Standardize how rich text content (product descriptions, category descriptions, policy bodies) is stored and served across Spree. Move away from ActionText as a storage backend in favor of plain HTML text columns, since the 6.0 admin uses Tiptap (not Trix). Unify the API response shape so every rich text field returns both description (plain text) and description_html (HTML).

Problem

Rich text storage is inconsistent across models:

ModelCurrent storageTranslationAPI output
Producttext column on spree_productsMobility (table backend)description → raw HTML string
TaxonActionText (action_text_rich_texts)Mobility (action_text backend)description → plain text, description_html → HTML
PolicyActionText (action_text_rich_texts)Mobility (action_text backend)body → plain text, body_html → HTML

This creates three problems:

  1. ActionText is a Trix companion, not a generic HTML store. It sanitizes HTML against Trix's allowlist, which strips valid Tiptap output (tables, colored text, custom attributes). It wraps content in <div class="trix-content"> and uses <action-text-attachment> tags for embeds. None of this is compatible with a Tiptap editor.
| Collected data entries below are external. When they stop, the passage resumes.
//! Unit tests for job lookup and pattern matching.

use rstest::{fixture, rstest};

use super::{
    Brancher, Container, Job, JobBase, PodSpec, Postsubmit, Presubmit, find_periodic_by_name,
    find_postsubmit_by_name, find_presubmit_by_name,
};
use crate::catalog::Preset;
use crate::job::Periodic;

fn presubmit(name: &str) -> Presubmit {
    Presubmit {
        job_base: JobBase {
            name: name.to_owned(),
            ..JobBase::default()
        },
        ..Presubmit::default()
    }
}

#[fixture]
fn presubmits() -> Vec<Presubmit> {
    vec![
        presubmit("varkes-app-connector-client"),
        presubmit("varkes-openapi-mock"),
    ]
}

#[rstest]
fn find_presubmit_returns_matching_job(presubmits: Vec<Presubmit>) {
    let found = find_presubmit_by_name(&presubmits, "varkes-openapi-mock");

    assert_eq!(found.map(Job::name), Some("varkes-openapi-mock"));
}

#[rstest]
fn find_presubmit_returns_none_for_unknown_name(presubmits: Vec<Presubmit>) {
    assert!(find_presubmit_by_name(&presubmits, "missing").is_none());
}

#[rstest]
fn find_returns_first_of_duplicate_names() {
    let mut first = presubmit("dup");
    first.optional = true;
    let jobs = vec![first, presubmit("dup")];

    let found = find_presubmit_by_name(&jobs, "dup").expect("job should be found");

    assert!(found.optional, "first entry should win");
}

#[rstest]
fn find_postsubmit_and_periodic_by_name() {
    let postsubmits = vec![Postsubmit {
        job_base: JobBase {
            name: "post-varkes".to_owned(),
            ..JobBase::default()
        },
        ..Postsubmit::default()
    }];
    let periodics = vec![Periodic {
        job_base: JobBase {
            name: "nightly-cleanup".to_owned(),
            ..JobBase::default()
        },
        interval: "24h".to_owned(),
        ..Periodic::default()
    }];

    assert!(find_postsubmit_by_name(&postsubmits, "post-varkes").is_some());
    assert!(find_postsubmit_by_name(&postsubmits, "nightly-cleanup").is_none());
    assert_eq!(
        find_periodic_by_name(&periodics, "nightly-cleanup").map(|job| job.interval.as_str()),
        Some("24h")
    );
    assert!(find_periodic_by_name(&[], "nightly-cleanup").is_none());
}

#[rstest]
#[case::matching_dir("app-connector-client/index.js", true)]
#[case::nested("app-connector-client/src/a/b.ts", true)]
#[case::other_dir("openapi-mock/index.js", false)]
#[case::not_prefix("docs/app-connector-client/README.md", false)]
fn presubmit_runs_against_changes(#[case] changed: &str, #[case] expected: bool) {
    let mut job = presubmit("varkes-app-connector-client");
    job.run_if_changed = Some("^app-connector-client/".to_owned());

    let runs = job
        .runs_against_changes(&[changed])
        .expect("pattern should compile");

    assert_eq!(runs, expected);
}

#[rstest]
fn job_without_run_if_changed_is_not_change_triggered() {
    let job = presubmit("always");

    assert_eq!(job.runs_against_changes(&["anything"]), Ok(false));
}

#[rstest]
fn invalid_run_if_changed_reports_job_and_pattern() {
    let mut job = presubmit("broken");
    job.run_if_changed = Some("^(unclosed".to_owned());

    let error = job
        .runs_against_changes(&["unclosed/file"])
        .expect_err("pattern should not compile");

    assert_eq!(error.job, "broken");
    assert_eq!(error.pattern, "^(unclosed");
}

#[rstest]
fn postsubmit_runs_against_changes() {
    let job = Postsubmit {
        run_if_changed: Some("^app-connector-client/".to_owned()),
        ..Postsubmit::default()
    };

    assert_eq!(
        job.runs_against_changes(&["README.md", "app-connector-client/package.json"]),
        Ok(true)
    );
}

#[rstest]
#[case::no_filters(vec![], vec![], "feature/x", true)]
#[case::listed(vec!["master"], vec![], "master", true)]
#[case::unlisted(vec!["master"], vec![], "release-1.0", false)]
#[case::anchored(vec!["master"], vec![], "master-old", false)]
#[case::pattern(vec!["release-.*"], vec![], "release-1.0", true)]
#[case::skipped(vec![], vec!["release-.*"], "release-1.0", false)]
#[case::skip_wins(vec!["release-.*"], vec!["release-0\\..*"], "release-0.9", false)]
fn brancher_should_run(
    #[case] branches: Vec<&str>,
    #[case] skip_branches: Vec<&str>,
    #[case] branch: &str,
    #[case] expected: bool,
) {
    let brancher = Brancher {
        branches: branches.into_iter().map(str::to_owned).collect(),
        skip_branches: skip_branches.into_iter().map(str::to_owned).collect(),
    };

    assert_eq!(brancher.should_run("job", branch), Ok(expected));
}

#[rstest]
fn invalid_branch_pattern_is_an_error() {
    let brancher = Brancher {
        branches: vec!["[".to_owned()],
        skip_branches: Vec::new(),
    };

    assert!(brancher.should_run("job", "master").is_err());
}

#[rstest]
#[case::exact("/test varkes-app-connector-client", true)]
#[case::among_others("/test lint varkes-app-connector-client", true)]
#[case::comma_separated("/test varkes-app-connector-client, lint", true)]
#[case::later_line("looks good\n/test varkes-app-connector-client", true)]
#[case::other_job("/test varkes-openapi-mock", false)]
#[case::prefix_only("/test varkes-app-connector-client-extra", false)]
fn default_trigger_matches(#[case] comment: &str, #[case] expected: bool) {
    let job = presubmit("varkes-app-connector-client");

    assert_eq!(job.trigger_matches(comment), Ok(expected));
}

#[rstest]
fn explicit_trigger_and_rerun_command_take_precedence() {
    let mut job = presubmit("varkes");
    job.trigger = "(?m)^/retest-varkes$".to_owned();
    job.rerun_command = "/retest-varkes".to_owned();

    assert_eq!(job.trigger_matches("/retest-varkes"), Ok(true));
    assert_eq!(job.trigger_matches("/test varkes"), Ok(false));
    assert_eq!(job.rerun_command_or_default(), "/retest-varkes");
    assert_eq!(presubmit("varkes").rerun_command_or_default(), "/test varkes");
}

#[rstest]
fn job_base_reports_presets_and_first_container() {
    let base = JobBase {
        labels: [
            ("preset-dind-enabled".to_owned(), "true".to_owned()),
            ("preset-build-pr".to_owned(), "false".to_owned()),
        ]
        .into_iter()
        .collect(),
        spec: Some(PodSpec {
            containers: vec![Container {
                image: "busybox".to_owned(),
                ..Container::default()
            }],
        }),
        ..JobBase::default()
    };

    assert!(base.has_preset(Preset::DindEnabled));
    assert!(!base.has_preset(Preset::BuildPr));
    assert!(!base.has_preset(Preset::GcrPush));
    assert_eq!(
        base.first_container().map(|c| c.image.as_str()),
        Some("busybox")
    );
    assert!(JobBase::default().first_container().is_none());
}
  2. Inconsistent API responses. Product returns raw HTML as description. Taxon returns plain text as description and HTML as description_html. Consumers can't predict what format they'll get.

  3. Inconsistent storage. Two different storage mechanisms (text column vs action_text_rich_texts table) with different querying, indexing, and translation strategies.

Key Decisions (do not deviate without discussion)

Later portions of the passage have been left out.